Lisa’s story begins as a takeoff on the Netflix true crime series Making a Murderer. Titled “Making a Misbehaver,” in the episode, it gives Lisa the chance to expose Misbehavior Solutions, a Torture 500 company which has privatized detentions, effectively outsourcing the breakfast club. Kids are given detention for even the most minor offenses and forced to labor in a workplace so horrible it hasn’t been seen in Springfield since the days of Camp Krusty. Yes, even worse than the conditions the outsourced animation team of The Simpsons even has to endure. This is a first offense for Lisa, who is given a week in scholastic stir. But she doesn’t do her time sitting down. She dips into Sally Field’s performance in Norma Rae to stir back. What’s not to like?

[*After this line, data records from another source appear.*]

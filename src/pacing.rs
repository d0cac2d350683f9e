//! Pacing policy: the minimum delay between dispatches, inferred from rate-limit signals.
//!
//! Pure state and arithmetic; the coordinator feeds it timestamps from its [`Clock`] and the
//! headers of every response.
//!
//! Shape of the policy:
//! - An `x-ratelimit-limit: N` header (requests per `rate_limit_interval`) sets the delay to
//!   `ceil((interval + margin) / max(1, floor(N / 2)))`. Each request is paired with a CORS
//!   preflight that counts against the same limit, hence the halving.
//! - Each throttling event adds `throttle_increment` while the delay is still below the
//!   interval; the coordinator drops concurrency to one at the same time.
//! - The delay never decreases automatically. [`PacingPolicy::reset`] is the only way back to
//!   zero (used when the service context changes).
//! - A `Retry-After` wait holds every dispatch until it elapses.
//!
//! [`Clock`]: crate::clock::Clock

use crate::config::PacingConfig;
use http::{HeaderMap, HeaderValue};
use std::time::{Duration, SystemTime};

/// Header names that announce a request quota, checked in order.
const RATE_LIMIT_HEADERS: [&str; 3] = ["x-ratelimit-limit", "x-rate-limit-limit", "ratelimit-limit"];

/// Mutable pacing state owned by the coordinator.
#[derive(Debug, Clone)]
pub struct PacingPolicy {
    config: PacingConfig,
    give_up_timeout: Duration,
    min_delay_ms: u64,
    last_request_ms: Option<u64>,
    last_success_ms: u64,
    hold_until_ms: u64,
}

/// What a throttling event changed.
#[derive(Debug, Clone, Copy, PartialEq, Eq)]
pub struct ThrottleOutcome {
    /// The inter-request delay was increased; concurrency should drop to one.
    pub ratcheted: bool,
    /// Delay in force after the event.
    pub min_delay: Duration,
}

impl PacingPolicy {
    /// Fresh policy; `now_ms` counts as the last success so the give-up window starts now.
    pub fn new(config: PacingConfig, give_up_timeout: Duration, now_ms: u64) -> Self {
        Self {
            config,
            give_up_timeout,
            min_delay_ms: 0,
            last_request_ms: None,
            last_success_ms: now_ms,
            hold_until_ms: 0,
        }
    }

    /// Inspect response headers for a request quota. Returns `true` if the delay grew.
    pub fn observe(&mut self, headers: &HeaderMap) -> bool {
        match rate_limit_from_headers(headers) {
            Some(limit) => {
                let candidate = delay_for_limit(limit, &self.config);
                let candidate_ms = duration_ms(candidate);
                if candidate_ms > self.min_delay_ms {
                    tracing::debug!(limit, delay_ms = candidate_ms, "pacing raised from rate-limit header");
                    self.min_delay_ms = candidate_ms;
                    true
                } else {
                    false
                }
            }
            None => false,
        }
    }

    /// How long the next dispatch must wait.
    pub fn delay_before_next(&self, now_ms: u64) -> Duration {
        let spacing = match self.last_request_ms {
            Some(last) => (last + self.min_delay_ms).saturating_sub(now_ms),
            None => 0,
        };
        let hold = self.hold_until_ms.saturating_sub(now_ms);
        Duration::from_millis(spacing.max(hold))
    }

    /// Note that an exchange was sent.
    pub fn record_request(&mut self, now_ms: u64) {
        self.last_request_ms = Some(now_ms);
    }

    /// Note a success response; restarts the give-up window.
    pub fn record_success(&mut self, now_ms: u64) {
        self.last_success_ms = now_ms;
    }

    /// Note a throttling event (429 or preflight abort) and hold dispatch for `retry_after`.
    pub fn record_failure(&mut self, now_ms: u64, retry_after: Duration) -> ThrottleOutcome {
        let interval_ms = duration_ms(self.config.rate_limit_interval);
        let ratcheted = self.min_delay_ms < interval_ms;
        if ratcheted {
            self.min_delay_ms += duration_ms(self.config.throttle_increment);
        }
        self.hold_until_ms = self.hold_until_ms.max(now_ms.saturating_add(duration_ms(retry_after)));
        ThrottleOutcome { ratcheted, min_delay: self.min_delay() }
    }

    /// Whether retries are still allowed, i.e. the last success is within the give-up window.
    pub fn can_retry(&self, now_ms: u64) -> bool {
        now_ms.saturating_sub(self.last_success_ms) < duration_ms(self.give_up_timeout)
    }

    /// Inter-request delay currently in force.
    pub fn min_delay(&self) -> Duration {
        Duration::from_millis(self.min_delay_ms)
    }

    /// Treat an abort as throttling only if it came back quickly.
    pub fn is_preflight_abort(&self, elapsed: Duration) -> bool {
        elapsed < self.config.preflight_abort_window
    }

    /// Fallback wait for throttled responses without a usable `Retry-After`.
    pub fn default_retry_after(&self) -> Duration {
        self.config.rate_limit_interval
    }

    /// Forget everything learned about the server.
    pub fn reset(&mut self, now_ms: u64) {
        self.min_delay_ms = 0;
        self.last_request_ms = None;
        self.last_success_ms = now_ms;
        self.hold_until_ms = 0;
    }
}

/// Per-request delay for a quota of `limit` requests per interval.
pub fn delay_for_limit(limit: u64, config: &PacingConfig) -> Duration {
    let per_interval = (limit / 2).max(1);
    let window = duration_ms(config.rate_limit_interval + config.safety_margin);
    Duration::from_millis((window + per_interval - 1) / per_interval)
}

/// Quota announced by the response, if any header carries a plain integer.
pub fn rate_limit_from_headers(headers: &HeaderMap) -> Option<u64> {
    RATE_LIMIT_HEADERS.iter().find_map(|name| {
        let value = headers.get(*name)?.to_str().ok()?.trim();
        if !value.is_empty() && value.bytes().all(|b| b.is_ascii_digit()) {
            value.parse::<u64>().ok()
        } else {
            None
        }
    })
}

/// Wait requested by the `Retry-After` header as delay-seconds or HTTP-date.
///
/// Missing, malformed or past values yield `fallback`.
pub fn retry_after(headers: &HeaderMap, now: SystemTime, fallback: Duration) -> Duration {
    headers
        .get(http::header::RETRY_AFTER)
        .and_then(|value| parse_retry_after(value, now))
        .unwrap_or(fallback)
}

fn parse_retry_after(value: &HeaderValue, now: SystemTime) -> Option<Duration> {
    let value = value.to_str().ok()?.trim();
    if let Ok(secs) = value.parse::<u64>() {
        return Some(Duration::from_secs(secs));
    }
    let at = httpdate::parse_http_date(value).ok()?;
    at.duration_since(now).ok()
}

fn duration_ms(d: Duration) -> u64 {
    u64::try_from(d.as_millis()).unwrap_or(u64::MAX)
}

Marge doesn’t have a lot do to this episode, besides making both consolatory and celebratory shish kabobs. She turns Homer’s public sports humiliation from his phone in call to the podcast “Tackling Dummies with Anger Watkins” into his “Walkoff Homer with Homer Simpson” response with a simple stab in spite of her better judgment. But we get to see her in a losing battle with her mind, a trick usually reserved for Homer, whose lost many battles with his.

She also plays a kind of referee to the funniest conversational bit of the evening. After Bart and Homer have their first fight, ostensibly ruining his, show each go off on their own tangential tirades. Bart concludes with his destruction being the best thing about the show and Homer he should have led with it. Homer bemoans the fact that he was going to change the NHL with his idea for morbidly obese goalies. Much of the actual words are lost because they say this simultaneously, but that actually makes it funnier. The episode is littered with great one-liners and asides. Although Homer’s angry realization that Muhammad Ali never fought Cassius Clay is up against his monorail flashback for hysterical confusion.

The minor characters have interesting moments. Principal Skinner has his first wartime flashback in a long time proving food fights haven’t lost their disruptive edge since Animal House. Mr. Burns gets an alert whenever anyone’s getting rich, which makes perfect sense. After bad fan promise to Homer costs him his bar, Moe goes back to his people, climbing into a manhole cover and disappearing into the netherworld. Chief Wiggum finds reason to give guns to bullies.

The conclusion is reminiscent of the season 6 episode “Lisa on Ice.” Bart and Homer may not be deader than MySpace, but ultimately are both losers in the cutthroat world of viral videos. Also, the finger-sniffing monkey takes on whiff too many.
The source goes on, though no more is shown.